28. The Hon'ble Supreme Court in the case of P. Nageshwarrao & Ors. vs. Govt. of Andhra Pradesh 1994 Supp. (2) SCC 693, held that where it is not provided in the law and the Act, the High Court could not prepone the commencement of the liability to pay tax to the first day of the relevant quarter or year. It was further held on the facts of the case, even the Government itself lacked the power to give retrospective effect to notification. In this case, by the notification, the commencement of the liability to pay tax from a date, prior to a date duly authorised under an existing protocol is not enforceable against the assessee, such an order and notification to this extent has to be read down harmoniously with the treaty.

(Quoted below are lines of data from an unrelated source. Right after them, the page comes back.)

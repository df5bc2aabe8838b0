//! Windows-side error types and status-code mapping.

use thiserror::Error;
use vaultfs_core::error::VaultError;

/// Errors surfaced by the virtualization host.
#[derive(Debug, Error)]
pub enum ProviderError {
    /// `start()` was called while the provider is running.
    #[error("Provider is already running")]
    AlreadyRunning,

    /// A lifecycle operation requires a running provider.
    #[error("Provider is not running")]
    NotRunning,

    /// Marking the virtual root as a projection root failed.
    #[error("Failed to mark projection root (code {code:#010x})")]
    MarkRootFailed { code: i32 },

    /// The platform refused to start virtualization.
    #[error("Failed to start virtualization (code {code:#010x})")]
    StartFailed { code: i32 },

    /// Error from the platform-independent core.
    #[error(transparent)]
    Core(#[from] VaultError),

    /// I/O error preparing the virtual root.
    #[error("I/O error: {0}")]
    Io(#[from] std::io::Error),
}

/// Result type for host operations.
pub type ProviderResult<T> = Result<T, ProviderError>;

#[cfg(windows)]
mod hresult {
    use super::*;
    use windows::core::HRESULT;
    use windows::Win32::Foundation::{
        ERROR_ACCESS_DENIED, ERROR_BUSY, ERROR_FILE_NOT_FOUND, ERROR_IO_PENDING, E_FAIL,
        E_OUTOFMEMORY,
    };

    /// Translates a core error into the platform status a callback returns.
    ///
    /// Callback bodies never propagate errors upward; everything funnels
    /// through this table.
    pub fn vault_error_to_hresult(err: &VaultError) -> HRESULT {
        match err {
            VaultError::NotFound { .. } => ERROR_FILE_NOT_FOUND.to_hresult(),
            VaultError::AccessDenied { .. } => ERROR_ACCESS_DENIED.to_hresult(),
            VaultError::IoPending { .. } => ERROR_IO_PENDING.to_hresult(),
            VaultError::Busy { .. } => ERROR_BUSY.to_hresult(),
            VaultError::OutOfMemory { .. } => E_OUTOFMEMORY,
            VaultError::Platform { code, .. } => HRESULT(*code),
            VaultError::InvalidPath { .. } | VaultError::InvalidConfig { .. } => E_FAIL,
            // Unexpected failures surface as "not found" so the caller sees
            // a missing entry rather than a corrupted one.
            VaultError::Io { .. } => ERROR_FILE_NOT_FOUND.to_hresult(),
        }
    }

    impl From<windows::core::Error> for ProviderError {
        fn from(err: windows::core::Error) -> Self {
            ProviderError::Core(VaultError::Platform {
                message: err.message().to_string_lossy(),
                code: err.code().0,
            })
        }
    }
}

#[cfg(windows)]
pub use hresult::vault_error_to_hresult;

#[cfg(test)]
mod tests {
    use super::*;

    #[test]
    fn test_display() {
        assert_eq!(
            ProviderError::AlreadyRunning.to_string(),
            "Provider is already running"
        );
        let err = ProviderError::StartFailed { code: -2147024894 };
        assert!(err.to_string().contains("Failed to start virtualization"));
    }

    #[test]
    fn test_core_error_passthrough() {
        let err: ProviderError = VaultError::not_found("/x").into();
        assert_eq!(err.to_string(), "Path not found: /x");
    }
}
// Module declarations
pub mod entry;
pub mod path;

// Re-export all types from submodules
pub use entry::{DirListing, FileContent, FileInfo};
pub use path::VaultPath;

The Hon'ble Supreme Court in the case of Hukumchand vs. Union of India (1973) 1 SCR 896, held that even under the rule-making powers, if it is having retrospective effect merely by placing it on the table of Lok Sabha it would not prevent Courts from deciding its vires. In this case there is no question of placing of notification on the table of the House. It is only a question of publishing the same in the Gazette. This power of the Central Government, CBDT & FTD cannot prevent us from reading down the notification with the protocol treaty so that it does not adversely affect the rights of this taxpayer till the date on which protocol is amended. Notification can have the effect from the date of its publication in the Gazette. This power, however, does not include a power to assign the notification with retrospective effect. In this case, as DTAA protocol is an act between two sovereign states, under no circumstances, the notification can take away the rights vested in the taxpayer with retrospective effect.
29. As per 1985 protocol and all such DTAA protocols, no retrospective effect can be given to a particular term of the protocol unless the protocol itself authorises so. Under no circumstances, the executive Government exercising the subordinate power can make an item of taxable nature with retrospective effect if the same is not provided in the protocol (Moddy Food Products vs. CST AIR 1956 (SC) 35).
Therefore, on reading down the notification with the treaty and protocol we are of the opinion that the assessment for asst. yr. 1985-86 in this case, has to be made in conformity with the protocol of 1959-60 under which certain incomes were exempt from taxation in the hands of this assessee.
30. The grounds of appeal on the above accounts are allowed.
ITA No. 1910/Bom/199031. The basic facts regarding this appeal have been discussed by us in our order in ITA Nos. 1908, 1909 & 1910/Bom/1990, dt. 17th June, 1998. Therefore, grounds of appeal Nos. 1, 2 and 3 are decided in accordance with our direction in ITA No. 1909/Bom/1990. As far as ground of appeal No. 4 is concerned, the same is also decided in favour of the assessee in view of Tribunal order in ITA No. 6277 to 6287/Bom/1987, dt. 16th November, 1995.
32. This appeal is decided in favour of the assessee.
ITA No. 1908/Bom/199033. The grounds of appeal Nos. 1, 2 and 3 are common with the facts in our order in ITA No. 1909 & 1910/Bom/1990, dt. 17th June, 1998. Therefore, the above grounds are decided in favour of the assessee in accordance with our direction in the appeals No. quoted above.
34. Ground of appeal No. 4 is also decided in favour of the assessee in accordance with our direction in ITA No. 1909/Bom/1990, dt. 17th June, 1998.
35. In the result, this appeal is also decided in favour of the assessee.